I have a few coils that are absolutely perfect but have yellowed over time. Does anyone know a way to restore the color? Anyone know why some coils do this and others do not? I spoke to a manufacturer earlier this week and they didn't even know.....
 
Its just the effect of sunlight that kicks it off but once started it seems to get worse even if the detector is kept in the dark. Some manufacturers coils are very bad for this, others don't seem to be affected.

I tried various cleaning products including those with bleach content but they only lightened the effect.

Prevention is best so after cleaning a coil I always pop it into a black bag.

Funny to think many of the early plastic coils were black, green, even brown and there was a big movement to paint them to reflect the suns heat and help maintain detector stability. Now there seems to be more black coils than ever.
 
Krylon makes a paint that comes in a spray-can called Krylon Fusion which is specially formulated for painting plastics.
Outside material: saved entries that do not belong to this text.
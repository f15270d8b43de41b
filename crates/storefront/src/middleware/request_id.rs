//! Request ID middleware for request tracing and correlation.
//!
//! Generates a UUID v4 for each request unless an upstream proxy already sent
//! one. The ID is recorded on the tracing span, tagged on the Sentry scope and
//! echoed in the response headers.

use axum::{extract::Request, http::HeaderValue, middleware::Next, response::Response};
use tracing::Span;
use uuid::Uuid;

/// The HTTP header name for request IDs.
pub const REQUEST_ID_HEADER: &str = "x-request-id";

/// Longest upstream ID accepted as-is.
const MAX_REQUEST_ID_LEN: usize = 128;

fn request_id_from(request: &Request) -> String {
    request
        .headers()
        .get(REQUEST_ID_HEADER)
        .and_then(|h| h.to_str().ok())
        .filter(|id| !id.is_empty() && id.len() <= MAX_REQUEST_ID_LEN)
        .map_or_else(|| Uuid::new_v4().to_string(), String::from)
}

/// Middleware that ensures every request has a unique request ID.
pub async fn request_id_middleware(request: Request, next: Next) -> Response {
    let request_id = request_id_from(&request);

    Span::current().record("request_id", &request_id);
    sentry::configure_scope(|scope| {
        scope.set_tag("request_id", &request_id);
    });

    let mut response = next.run(request).await;

    if let Ok(value) = HeaderValue::from_str(&request_id) {
        response.headers_mut().insert(REQUEST_ID_HEADER, value);
    }

    response
}
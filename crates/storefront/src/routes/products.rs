//! Public product catalog.

use std::sync::Arc;

use axum::{
    Json,
    extract::State,
    response::{IntoResponse, Response},
};
use rust_decimal::Decimal;
use serde::Deserialize;
use tracing::instrument;

use cornershop_core::pagination::PageParams;
use cornershop_core::{CategoryId, ProductId};

use super::blank_as_none;
use crate::db::ProductRepository;
use crate::db::products::ProductFilter;
use crate::error::{AppError, Result};
use crate::extract::{ApiPath, ApiQuery};
use crate::models::Product;
use crate::state::AppState;

/// Product listing query string, shared with the admin listing.
#[derive(Debug, Default, Deserialize)]
pub struct ProductQuery {
    #[serde(default)]
    pub search: Option<String>,
    #[serde(default)]
    pub name: Option<String>,
    #[serde(default, deserialize_with = "blank_as_none")]
    pub category_id: Option<CategoryId>,
    #[serde(default, deserialize_with = "blank_as_none")]
    pub min_price: Option<Decimal>,
    #[serde(default, deserialize_with = "blank_as_none")]
    pub max_price: Option<Decimal>,
    #[serde(default, deserialize_with = "blank_as_none")]
    pub page: Option<u32>,
    #[serde(default, deserialize_with = "blank_as_none")]
    pub per_page: Option<u32>,
}

impl ProductQuery {
    /// Split into a normalized filter and page parameters.
    #[must_use]
    pub fn into_parts(self) -> (ProductFilter, PageParams) {
        let filter = ProductFilter {
            search: self.search,
            name: self.name,
            category_id: self.category_id,
            min_price: self.min_price,
            max_price: self.max_price,
        }
        .normalized();
        let params = PageParams {
            page: self.page,
            per_page: self.per_page,
        };
        (filter, params)
    }
}

/// List products, serving repeated queries from the listing cache.
#[instrument(skip(state))]
pub async fn index(
    State(state): State<AppState>,
    ApiQuery(query): ApiQuery<ProductQuery>,
) -> Result<Response> {
    let (filter, params) = query.into_parts();

    if let Some(page) = state.catalog().get(&filter, params).await {
        tracing::debug!("Product listing served from cache");
        return Ok(Json(&*page).into_response());
    }

    let ticket = state.catalog().ticket();
    let page = Arc::new(
        ProductRepository::new(state.pool())
            .list(&filter, params)
            .await?,
    );
    state
        .catalog()
        .insert(filter, params, Arc::clone(&page), ticket)
        .await;

    Ok(Json(&*page).into_response())
}

/// Show one product.
#[instrument(skip(state))]
pub async fn show(
    State(state): State<AppState>,
    ApiPath(id): ApiPath<ProductId>,
) -> Result<Json<Product>> {
    let product = ProductRepository::new(state.pool())
        .get(id)
        .await?
        .ok_or_else(|| AppError::NotFound("Product not found".to_string()))?;
    Ok(Json(product))
}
I have used it for repainting plastic splash guards on a Jeep and it's held up well through the years.
 
Never had any trouble myself with white coils going yellow,but one brand name thathad this problem was the Arado 120b and possibly the 130 as well,i have 2 mint condition ones and they are still perfect white,i do keep them away from sunlight in a cupboard as this seems to have stopped them yellowing.

Also have a few other white colour coils for my DFX and Tesoro detectors but the yellowing does not appear to be a problem and they are still perfectly white,will admit though the 2 Arado machines are 30 years old,so although mine are all right it must be a age related problem.
 
Plastic has changed over the years to help white from yellowing by adding UV inhibitors.
And I believe white was used because it doesn't absorb heat as black coils. And on some older machines as the day warms up with sunshine, the coils
warm up as well and the machine's tuning starts to drift. Then you would have to adjust for it.

To play it safe, yellowing is ugly, manufacturers make the search coil color black.
But for water machines white or yellow are the best, you can't see a black coil in murky water.
 
Sunlight affects the fire retardent present in some plastics which causes the colour change.

I've tried several things lately some of which didn't work at all (like baking soda).

Best is a little complicated in needing more than one chemical. Check RetrOBright project on the web. Chemicals were much cheaper than expected off E-Bay.
 
I did find on some plastics, bleach works well. Or Comet clenching powder. Works on older Garrett coils.
 
Looks like after reading quite a bit, the bleach method works but can cause the pastic to become brittle. I will be assembling the ingrediants for the retrobright formula and let everyone know how it does.